Readers Note: This post should be read as a continuation of Raleigh N&O, Duke Lacrosse & Defamation (Post 1) with the cautions and qualifications noted in that post applying as well to this post.
Now to matters concerning how North Carolina statute of limitations and court interpretations of same bear on possible libel (print) and slander (spoken, as when N&O reporters gave interviews) involved in the Raleigh News & Observer's coverage of the Duke lacrosse case.
According to attorneys I’ve discussed those matters with, the short answer is NC statute of limitations and court rulings weigh heavily against the lacrosse players and others connected to the case being able to now bring defamation claims against the N&O.
The principal reason is NC’s one year statute of limitations for defamation claims. The N&O coverage most likely to be at issue in defamation claims occurred in 2006.
With that said, there are “workarounds” to the statute of limitations. For example, the one year statute is typically seen to be “accruing” (in lay times “when the clock starts ticking" – JinC ) in the case of a newspaper article from the first day of publication.
However, consider from the Web site Dancing With Lawyers this extract titled “Delaying the Date of Accrual”:
If the date of "discovery" (not to be confused with the legal process of discovery, which means squeezing information out of the other team) comes after the act then you may be able to get the statute of limitations extended.I questioned whether the date of accrual could be delayed based on plaintiff(s) discovering at a later date that a news story was not “straight reporting” but a case where the paper willfully reported material it knew was false or failed to check and the plaintiff(s) only learned of the newspaper’s willfulness and/or failure to check later.
In this sense "discovery" means when you discovered that defamation had happened, or when it started doing you harm. There is likely to be a good bit of "shoulda-woulda-coulda" when two lawyers get to arguing.
With a defective product that usually means the day the defect showed up. But with defamation it may not be as clear – their lawyer shows the slander was quoted in The New York Times; your lawyer shows that you were on a two-year expedition in the Amazon rain forest. Their lawyer shows that you were in New York City for a week during those two years; your lawyer shows that you didn't meet anyone who had read the newspaper story. And so on....
Here’s a paraphrase of what one attorney said: Yes, possibly, but it would be a very long-shot and so hard to do. You’ll encounter all sorts of objections to forcing reporters to testify. And people lie, you know. The courts usually come down on the side of the papers and give them a lot of “freedom of the press” leeway.
The other attorneys pretty much said the same thing along with the “you can never be sure what will happen” qualification. The uniqueness of the case in terms of the public attention its received and the financial resources and legal firepower plaintiffs could bring to bear were also mentioned as factors which could lead to a successful “workaround” in terms of statute of limitations precluding claims against the N&O.
One last matter I’ll mention is an emerging area of law having to do with Internet posting of material.
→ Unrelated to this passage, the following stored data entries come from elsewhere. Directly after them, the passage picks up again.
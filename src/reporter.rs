use std::time::Duration;

use anyhow::{Context, Result, bail};
use serde::Serialize;

use crate::job::ExecutionResult;

#[derive(Serialize)]
#[serde(rename_all = "camelCase")]
struct ResultReport<'a> {
    submission_id: &'a str,
    #[serde(flatten)]
    result: &'a ExecutionResult,
}

/// Posts finished results to the Execution Service's internal endpoint
#[derive(Clone)]
pub struct ResultReporter {
    client: reqwest::Client,
    endpoint: String,
}

impl ResultReporter {
    pub fn new(api_base_url: &str, timeout: Duration) -> Result<Self> {
        let client = reqwest::Client::builder()
            .timeout(timeout)
            .build()
            .context("Failed to build HTTP client")?;

        Ok(Self {
            client,
            endpoint: format!("{}/exec/internal/results", api_base_url.trim_end_matches('/')),
        })
    }

    pub async fn report(&self, submission_id: &str, result: &ExecutionResult) -> Result<()> {
        let response = self
            .client
            .post(&self.endpoint)
            .json(&ResultReport {
                submission_id,
                result,
            })
            .send()
            .await
            .with_context(|| format!("Failed to reach {}", self.endpoint))?;

        let status = response.status();
        if !status.is_success() {
            let body = response.text().await.unwrap_or_default();
            bail!("Result endpoint answered {status}: {body}");
        }

        log::info!("Reported {} for submission {submission_id}", result.status);
        Ok(())
    }
}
The attorneys I talked to all mentioned it and stressed it was a very complicated and unsettled area of law involving mostly cases in which plaintiffs have argued that accrual begins anew each time an Internet document such as a newspaper story is accessed by someone on the Web.
None of the attorneys was willing to speculate on how this and other emerging areas of what’s sometimes called cyber law or tech law could impact statute of limitations regarding the Duke lacrosse case; and I won’t either.
Those of you interested in the area can search the Web. There’s a good deal out there.
I found this Tech Law Journal summary and discussion dated Dec. 21, 2007 of a recent U. S. Court of Appeals ruling very interesting, especially the last five paragraphs which noted issues the courts have not yet addressed concerning public access to newspapers’ archives issues and statute of limitation accrual.
I’ll post again in a few days concerning matters related to any legal liability the N&O may bear for its biased, racially inflammatory and sometime false coverage of what we now know was a frame-up attempt and a cover-up of it, both beginning in March 2006.
The frame-up attempt ended on April 11, 2007 when the NC Attorney General declared the three former Duke students and lacrosse players "innocent." The cover-up continues to this day.